Following cuts, law enforcement collaborates to cover the coast


Law enforcement agencies are cooperating to make sure West Marin is still covered despite the closure of the sheriff’s Point Reyes substation from 11 p.m. to 11 a.m. since last July. The California Highway Patrol, the National Park Service and the Marin County Sheriff’s Office are making adjustments to their staffing strategies and mentalities, but a void still exists during the night. Still, no major incidents have happened since the closure.

“Most of the calls that have come in have been handled over the telephone, although we have responded to a handful of them,” Sheriff Robert Doyle said.

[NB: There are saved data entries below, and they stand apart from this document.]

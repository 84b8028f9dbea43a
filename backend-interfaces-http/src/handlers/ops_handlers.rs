use axum::extract::State;
use axum::http::{header, HeaderMap, HeaderValue, StatusCode};
use axum::response::IntoResponse;
use tokio::time::{timeout, Duration};
use tracing::error;

use backend_application::AppState;

use crate::middleware::authorize;

pub async fn health_live() -> StatusCode {
    StatusCode::OK
}

pub async fn health_ready(State(state): State<AppState>) -> StatusCode {
    let timeout_secs = state.config.request_timeout_seconds.max(1);
    let timeout_duration = Duration::from_secs(timeout_secs);
    match timeout(timeout_duration, state.repo.ping()).await {
        Ok(Ok(_)) => StatusCode::OK,
        Ok(Err(err)) => {
            error!("store readiness check failed: {}", err);
            StatusCode::SERVICE_UNAVAILABLE
        }
        Err(_) => {
            error!("store readiness check timed out after {}s", timeout_secs);
            StatusCode::SERVICE_UNAVAILABLE
        }
    }
}

pub async fn metrics_prometheus(
    State(state): State<AppState>,
    headers: HeaderMap,
) -> impl IntoResponse {
    if !authorize(&state.config, &headers) {
        return (StatusCode::UNAUTHORIZED, "unauthorized".to_string()).into_response();
    }
    let payload = state.metrics.render_prometheus();
    let mut headers = HeaderMap::new();
    headers.insert(
        header::CONTENT_TYPE,
        HeaderValue::from_static("text/plain; version=0.0.4; charset=utf-8"),
    );
    (headers, payload).into_response()
}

The sheriff said he still aims to patrol the coast for 24 hours a day, but in an interview this week he pushed back the date for the third time. When the substation first closed in July, he said the hours would be reinstated in the fall, when 14 deputies graduated from the police academy. Later, in the fall, he said the substation would reopen in January, after the deputies completed patrol training in southern Marin. On Monday, he told the Light it won’t be until the spring because exposure to Covid-19 and retirements have challenged staffing, and the overtime shifts that used to cover the substation are costly and take a toll on employees

In the meantime, deputies have restarted patrols of the coast from 7 a.m. to 11 a.m. on days when enough people are on duty. This morning window is when the bulk of calls come in during the 12-hour substation closure. During the night, the nearest deputy is on patrol out of substations in Marin City, Mill Valley or Kentfield, which cover the San Geronimo Valley and Muir Beach.

The sheriff’s office does not track how long it takes deputies to respond to calls on the coast, so it is unknown if, and by how much, response times have slowed over the past six months. Part of Sheriff Doyle’s reasoning for closing the substation is that whether or not it’s open, deputies could be many miles away because of the length of the coast.

Law enforcement agencies in West Marin are fortunate to have a close relationship with each other. The park service polices the seashore, the highway patrol covers vehicle-related offenses, and the sheriff’s office is responsible for crimes against people or property. When one agency can’t respond, another can step in. The National Park Service has a memorandum of understanding with the sheriff to respond to calls when deputies are not around, and the California Highway Patrol uses the same emergency radio system, so officers and deputies can easily communicate. 

“We’ve made a concerted effort to increase our presence out in West Marin, even before the sheriff cut back their hours, just because it’s needed,” officer Andrew Barclay said.

Because the beat has been prioritized, at least one California Highway Patrol covers the coast south of Nick’s Cove from 5 a.m. to 11:30 p.m., and more officers patrol on the weekends. Officers from Santa Rosa cover Tomales, Dillon Beach and Chileno Valley, and at night, the closest officer is around Highway 101.

Officers Casey Russell and Darrel Horner are dedicated to West Marin, a shift in recent years that allows them to begin patrols right at 5 a.m. rather than starting at the office in Corte Madera for an assignment. 

“It makes it a lot better because people know they’re going to deal with the same [officer]. It allows continuity of enforcement. These officers know what is going on, they know the area and they know the people,” Mr. Barclay said.

Within his agency, Mr. Barclay said that he’s heard from other highway patrol officers that the relationship with local law enforcement is not always as strong as it is in West Marin. The Marin Emergency Radio Authority system allows them to communicate with each other rather than just listen, so they often respond to each other’s calls. 

The National Park Service also does not operate 24 hours, though rangers are informally available for after-hours calls. During the day, at least two visitor and resource protection rangers patrol the seashore, and usually a shift has four to six rangers. At night, rangers who live in the park could respond to an emergency.

“If we’re tasked with being called out more at night, that’s something we are more than willing to help with,” ranger John Eleby said. “Our mindset is, ‘Let’s support our neighbors.’”

Any conversation involving Sheriff Doyle comes with the subtext that an election race is underway to replace him. Undersheriff Jamie Scardina is facing off against Novato city manager Adam McGill, also the city’s former police chief. Both candidates were asked about the substation closure, and they gave divergent answers.

Mr. Scardina’s response aligned with Sheriff Doyle’s talking points: Call volume is low, most calls are not emergencies, it’s common for other rural areas to not have 24-hour patrol, and without the change, the nearest deputy could still be far away.

Mr. McGill said he would always fully staff the patrol shift. “If we have to compromise in other areas because of budget, or people are out injured or on vacations or training or whatever the situation is, it doesn’t come from the patrol side. People need to feel safe in their communities,” he said.